***** Data for analysis

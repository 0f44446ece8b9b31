//! Per-frame draw ranges and per-kind draw strategies.

use crate::grid::{ChunkGrid, VisibilityFilter};

use super::texture::TextureArray;
use super::{Batch, BatchKind, Cluster};

/// Batches with fewer elements than this are drawn whole
pub const MIN_CLUSTERED_COUNT: u32 = 64;

/// Which index region of a batch to draw
#[derive(Clone, Copy, Debug, PartialEq, Eq, Hash)]
pub enum DetailLevel {
    Full,
    Reduced,
}

/// Contiguous `[start, end)` span of a batch's draw space
#[derive(Clone, Copy, Debug, PartialEq, Eq)]
pub struct DrawRange {
    pub start: u32,
    pub end: u32,
}

impl DrawRange {
    pub fn count(&self) -> u32 {
        self.end - self.start
    }
}

/// Raw buffer contents a batch is drawn from
pub struct VertexStreams<'a> {
    pub positions: &'a [u8],
    pub attributes: &'a [u8],
    pub texture_layers: &'a [u8],
    pub indices: Option<&'a [u8]>,
}

/// How the submission layer binds and culls a batch.
pub trait DrawStrategy: Send + Sync {
    fn name(&self) -> &'static str;

    fn vertex_streams<'a>(&self, batch: &'a Batch) -> VertexStreams<'a>;

    fn texture<'a>(&self, batch: &'a Batch) -> &'a TextureArray {
        &batch.textures
    }
}

fn streams(batch: &Batch, indexed: bool) -> VertexStreams<'_> {
    VertexStreams {
        positions: bytemuck::cast_slice(&batch.positions),
        attributes: bytemuck::cast_slice(&batch.attributes),
        texture_layers: bytemuck::cast_slice(&batch.texture_layers),
        indices: (indexed && batch.is_indexed()).then(|| bytemuck::cast_slice(&batch.indices)),
    }
}

/// Indexed world geometry, culled per cell
pub struct WorldStrategy;

impl DrawStrategy for WorldStrategy {
    fn name(&self) -> &'static str {
        "world"
    }

    fn vertex_streams<'a>(&self, batch: &'a Batch) -> VertexStreams<'a> {
        streams(batch, true)
    }
}

/// Unindexed instance geometry, culled per cell
pub struct InstanceStrategy;

impl DrawStrategy for InstanceStrategy {
    fn name(&self) -> &'static str {
        "instance"
    }

    fn vertex_streams<'a>(&self, batch: &'a Batch) -> VertexStreams<'a> {
        streams(batch, false)
    }
}

pub(crate) fn strategy_for(kind: BatchKind) -> Box<dyn DrawStrategy> {
    match kind {
        BatchKind::World => Box::new(WorldStrategy),
        BatchKind::Instance => Box::new(InstanceStrategy),
    }
}

/// Merge the spans of visible clusters into maximal ranges.
///
/// Cluster `i` spans from its start to the next cluster's start, the last one
/// to `total_count`. Empty clusters are skipped.
pub fn merge_visible_ranges(
    clusters: &[Cluster],
    total_count: u32,
    is_visible: impl Fn(&Cluster) -> bool,
) -> Vec<DrawRange> {
    let mut ranges = Vec::new();
    let mut open: Option<u32> = None;

    for (i, cluster) in clusters.iter().enumerate() {
        let end = clusters.get(i + 1).map_or(total_count, |next| next.start);
        if end <= cluster.start {
            continue;
        }
        if is_visible(cluster) {
            open.get_or_insert(cluster.start);
        } else if let Some(start) = open.take() {
            ranges.push(DrawRange { start, end: cluster.start });
        }
    }
    if let Some(start) = open {
        ranges.push(DrawRange { start, end: total_count });
    }
    ranges
}

/// Ranges of `batch` to draw this frame.
///
/// Small batches come back as one range covering the region,
/// except for the distant pass so they are not drawn twice. Unindexed batches
/// have no reduced region and draw full detail instead.
pub fn draw_ranges(batch: &Batch, grid: &ChunkGrid, detail: DetailLevel, filter: VisibilityFilter) -> Vec<DrawRange> {
    let (clusters, start, end) = match detail {
        DetailLevel::Reduced if batch.is_indexed() => {
            (&batch.lod_clusters, batch.lod_index_start, batch.indices.len() as u32)
        }
        _ => (&batch.clusters, 0, batch.draw_count()),
    };
    if end <= start {
        return Vec::new();
    }

    if end - start < MIN_CLUSTERED_COUNT {
        return match filter {
            VisibilityFilter::Distant => Vec::new(),
            _ => vec![DrawRange { start, end }],
        };
    }

    merge_visible_ranges(clusters, end, |c| grid.is_visible(c.chunk, filter))
}
//! Ray type and operations

use crate::core::types::Vec3;

/// Hits closer to zero than this along the ray are ignored.
const TRIANGLE_EPSILON: f32 = 1e-6;

/// A ray defined by origin and direction
#[derive(Clone, Copy, Debug)]
pub struct Ray {
    pub origin: Vec3,
    pub direction: Vec3,
}

impl Ray {
    /// Create a new ray (direction should be normalized)
    pub fn new(origin: Vec3, direction: Vec3) -> Self {
        Self { origin, direction }
    }

    /// Ray from `from` towards `to`, together with the distance between them.
    ///
    /// Returns `None` when both points coincide.
    pub fn between(from: Vec3, to: Vec3) -> Option<(Ray, f32)> {
        let delta = to - from;
        let length = delta.length();
        if length <= f32::EPSILON {
            return None;
        }
        Some((Ray::new(from, delta / length), length))
    }

    /// Ray-triangle intersection (Moller-Trumbore, double sided).
    /// Returns the ray parameter of the hit.
    pub fn intersects_triangle(&self, a: Vec3, b: Vec3, c: Vec3) -> Option<f32> {
        let edge1 = b - a;
        let edge2 = c - a;
        let p = self.direction.cross(edge2);
        let det = edge1.dot(p);
        if det.abs() < TRIANGLE_EPSILON {
            return None; // parallel to the plane
        }
        let inv_det = 1.0 / det;

        let s = self.origin - a;
        let u = s.dot(p) * inv_det;
        if !(0.0..=1.0).contains(&u) {
            return None;
        }

        let q = s.cross(edge1);
        let v = self.direction.dot(q) * inv_det;
        if v < 0.0 || u + v > 1.0 {
            return None;
        }

        let t = edge2.dot(q) * inv_det;
        (t > TRIANGLE_EPSILON).then_some(t)
    }
}

#[cfg(test)]
mod tests {
    use super::*;

    #[test]
    fn test_between() {
        let (ray, length) = Ray::between(Vec3::ZERO, Vec3::new(0.0, 0.0, -4.0)).unwrap();
        assert_eq!(length, 4.0);
        assert_eq!(ray.direction, -Vec3::Z);
        assert!(Ray::between(Vec3::ONE, Vec3::ONE).is_none());
    }

    #[test]
    fn test_intersects_triangle_hit() {
        let ray = Ray::new(Vec3::new(0.25, 5.0, 0.25), -Vec3::Y);
        let t = ray
            .intersects_triangle(Vec3::ZERO, Vec3::new(1.0, 0.0, 0.0), Vec3::new(0.0, 0.0, 1.0))
            .unwrap();
        assert!((t - 5.0).abs() < 1e-4);
    }

    #[test]
    fn test_intersects_triangle_back_side() {
        // Winding does not matter
        let ray = Ray::new(Vec3::new(0.25, -5.0, 0.25), Vec3::Y);
        let hit = ray.intersects_triangle(Vec3::ZERO, Vec3::new(1.0, 0.0, 0.0), Vec3::new(0.0, 0.0, 1.0));
        assert!(hit.is_some());
    }

    #[test]
    fn test_intersects_triangle_miss() {
        let ray = Ray::new(Vec3::new(2.0, 5.0, 2.0), -Vec3::Y);
        let hit = ray.intersects_triangle(Vec3::ZERO, Vec3::new(1.0, 0.0, 0.0), Vec3::new(0.0, 0.0, 1.0));
        assert!(hit.is_none());

        // Triangle behind the origin
        let ray = Ray::new(Vec3::new(0.25, -5.0, 0.25), -Vec3::Y);
        let hit = ray.intersects_triangle(Vec3::ZERO, Vec3::new(1.0, 0.0, 0.0), Vec3::new(0.0, 0.0, 1.0));
        assert!(hit.is_none());
    }
}
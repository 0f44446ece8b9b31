//! Mesh model: vertex streams, materials and per-material geometry.

pub mod data;
pub mod material;
pub mod optimizer;
pub mod vertex;

pub use data::{ChunkedVertexData, FaceKey, FaceRef, MeshData, VertexData};
pub use material::{BlendMode, Material, MaterialId, MaterialTable};
pub use optimizer::{MeshOptimizer, PassthroughOptimizer};
pub use vertex::{NO_LIGHTMAP, VertexAttributes, VertexPos};
//! Flattening of the placed-object tree.

use super::input::VobNode;

/// Every node of the tree in pre-order, children in declaration order.
pub fn flatten(roots: &[VobNode]) -> Vec<&VobNode> {
    let mut out = Vec::new();
    let mut stack: Vec<&VobNode> = roots.iter().rev().collect();
    while let Some(node) = stack.pop() {
        out.push(node);
        stack.extend(node.children.iter().rev());
    }
    out
}

/// Nodes that place a visual, in `flatten` order
pub fn placed_visuals(roots: &[VobNode]) -> Vec<(&VobNode, &str)> {
    flatten(roots)
        .into_iter()
        .filter_map(|node| node.visual.as_deref().map(|visual| (node, visual)))
        .collect()
}
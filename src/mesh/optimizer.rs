//! Hook for an external vertex-cache optimizer and simplifier.

use super::data::VertexData;

/// Index/vertex cache optimization and LOD generation.
///
/// Implementations may reorder vertices and rewrite indices but must keep the
/// position and attribute streams aligned.
pub trait MeshOptimizer: Send + Sync {
    /// Optimize `data` in place. Non-indexed data may become indexed.
    fn optimize(&self, data: &mut VertexData);

    /// Reduced detail index list for `data`. Empty means no LOD.
    fn simplify(&self, data: &VertexData) -> Vec<u32>;
}

/// Leaves geometry as is and produces no LOD.
#[derive(Clone, Copy, Debug, Default)]
pub struct PassthroughOptimizer;

impl MeshOptimizer for PassthroughOptimizer {
    fn optimize(&self, _data: &mut VertexData) {}

    fn simplify(&self, _data: &VertexData) -> Vec<u32> {
        Vec::new()
    }
}

/// Run the optimizer on `data` and, if requested, store its LOD indices.
pub fn apply(optimizer: &dyn MeshOptimizer, data: &mut VertexData, generate_lod: bool) {
    optimizer.optimize(data);
    if generate_lod {
        data.lod_indices = optimizer.simplify(data);
    }
}
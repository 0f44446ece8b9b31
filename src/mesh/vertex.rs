//! Vertex stream layouts shared with the GPU.
//!
//! Positions and attributes live in separate streams so depth-only passes can
//! bind positions alone.

use bytemuck::{Pod, Zeroable};
use glam::Vec3;

/// Lightmap index stored for geometry without a lightmap.
pub const NO_LIGHTMAP: i32 = -1;

/// Position stream element (12 bytes)
#[repr(C)]
#[derive(Clone, Copy, Debug, Default, PartialEq, Pod, Zeroable)]
pub struct VertexPos {
    pub position: [f32; 3],
}

impl VertexPos {
    pub fn new(position: Vec3) -> Self {
        Self { position: position.to_array() }
    }

    pub fn vec3(&self) -> Vec3 {
        Vec3::from_array(self.position)
    }
}

/// Attribute stream element (64 bytes, must match the shader input layout)
#[repr(C)]
#[derive(Clone, Copy, Debug, Default, PartialEq, Pod, Zeroable)]
pub struct VertexAttributes {
    /// Surface normal (12 bytes, offset 0)
    pub normal: [f32; 3],
    /// Base color texture coordinates (8 bytes, offset 12)
    pub uv: [f32; 2],
    /// Lightmap coordinates, z holds the lightmap index or -1 (12 bytes, offset 20)
    pub lightmap_uv: [f32; 3],
    /// Baked static light color, linear RGBA (16 bytes, offset 32)
    pub light_color: [f32; 4],
    /// Direction towards the dominant static light (12 bytes, offset 48)
    pub light_dir_inverted: [f32; 3],
    /// 1.0 when the vertex receives sky light, 0.0 otherwise (4 bytes, offset 60)
    pub sun_visibility: f32,
}

impl VertexAttributes {
    /// Lightmap index, `NO_LIGHTMAP` if unlit by a lightmap
    pub fn lightmap_index(&self) -> i32 {
        self.lightmap_uv[2] as i32
    }

    pub fn has_lightmap(&self) -> bool {
        self.lightmap_index() >= 0
    }
}
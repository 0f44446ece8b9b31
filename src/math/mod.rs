//! Geometric primitives shared by the index, the resolvers and the grid

pub mod aabb;
pub mod ray;
pub mod frustum;
pub mod triangle;

pub use aabb::Aabb;
pub use ray::Ray;
pub use frustum::{Containment, Frustum, Plane};
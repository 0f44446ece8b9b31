//! Logging initialization

/// Initialize the logging system
///
/// Uses env_logger with default filter level of `info`.
/// Override with RUST_LOG environment variable.
///
/// # Example
/// ```no_run
/// zenbake::core::logging::init();
/// log::info!("Level load started");
/// ```
pub fn init() {
    env_logger::Builder::from_env(
        env_logger::Env::default().default_filter_or("info")
    )
    .format_timestamp_millis()
    .init();
}
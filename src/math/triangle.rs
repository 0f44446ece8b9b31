//! Triangle helpers for ground and occlusion queries

use crate::core::types::{Vec2, Vec3};

/// Project onto the horizontal plane (x, z)
pub fn to_xz(p: Vec3) -> Vec2 {
    Vec2::new(p.x, p.z)
}

/// Point-in-triangle test on the horizontal plane.
///
/// Winding-sign test: the point is inside when its side of AB differs from its
/// side of AC, and its side of BC agrees with that of AB. Works for both
/// windings.
pub fn contains_xz(p: Vec3, a: Vec3, b: Vec3, c: Vec3) -> bool {
    let (p, a, b, c) = (to_xz(p), to_xz(a), to_xz(b), to_xz(c));

    let ap = p - a;
    let p_ab = (b.x - a.x) * ap.y - (b.y - a.y) * ap.x > 0.0;

    if ((c.x - a.x) * ap.y - (c.y - a.y) * ap.x > 0.0) == p_ab {
        return false;
    }
    ((c.x - b.x) * (p.y - b.y) - (c.y - b.y) * (p.x - b.x) > 0.0) == p_ab
}

/// Average height of the three vertices
pub fn average_height(a: Vec3, b: Vec3, c: Vec3) -> f32 {
    (a.y + b.y + c.y) / 3.0
}

#[cfg(test)]
mod tests {
    use super::*;

    fn tri() -> (Vec3, Vec3, Vec3) {
        (Vec3::ZERO, Vec3::new(10.0, 3.0, 0.0), Vec3::new(0.0, -2.0, 10.0))
    }

    #[test]
    fn test_contains_xz_inside() {
        let (a, b, c) = tri();
        assert!(contains_xz(Vec3::new(2.0, 100.0, 2.0), a, b, c));
    }

    #[test]
    fn test_contains_xz_ignores_winding() {
        let (a, b, c) = tri();
        let p = Vec3::new(2.0, 0.0, 2.0);
        assert!(contains_xz(p, a, c, b));
        assert!(contains_xz(p, b, a, c));
    }

    #[test]
    fn test_contains_xz_outside() {
        let (a, b, c) = tri();
        assert!(!contains_xz(Vec3::new(8.0, 0.0, 8.0), a, b, c));
        assert!(!contains_xz(Vec3::new(-1.0, 0.0, 2.0), a, b, c));
        assert!(!contains_xz(Vec3::new(2.0, 0.0, -1.0), a, b, c));
    }

    #[test]
    fn test_average_height() {
        let (a, b, c) = tri();
        assert!((average_height(a, b, c) - (1.0 / 3.0)).abs() < 1e-6);
    }
}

**********

**Work item:** Ending with the line containing "fn name(&self) -> &'static str;", please print exactly the lines of the material above from its first line onward, and nothing else.

**Output for this exercise:**
repository 0f44446ece8b9b31
//! Per-frame draw ranges and per-kind draw strategies.

use crate::grid::{ChunkGrid, VisibilityFilter};

use super::texture::TextureArray;
use super::{Batch, BatchKind, Cluster};

/// Batches with fewer elements than this are drawn whole
pub const MIN_CLUSTERED_COUNT: u32 = 64;

/// Which index region of a batch to draw
#[derive(Clone, Copy, Debug, PartialEq, Eq, Hash)]
pub enum DetailLevel {
    Full,
    Reduced,
}

/// Contiguous `[start, end)` span of a batch's draw space
#[derive(Clone, Copy, Debug, PartialEq, Eq)]
pub struct DrawRange {
    pub start: u32,
    pub end: u32,
}

impl DrawRange {
    pub fn count(&self) -> u32 {
        self.end - self.start
    }
}

/// Raw buffer contents a batch is drawn from
pub struct VertexStreams<'a> {
    pub positions: &'a [u8],
    pub attributes: &'a [u8],
    pub texture_layers: &'a [u8],
    pub indices: Option<&'a [u8]>,
}

/// How the submission layer binds and culls a batch.
pub trait DrawStrategy: Send + Sync {
    fn name(&self) -> &'static str;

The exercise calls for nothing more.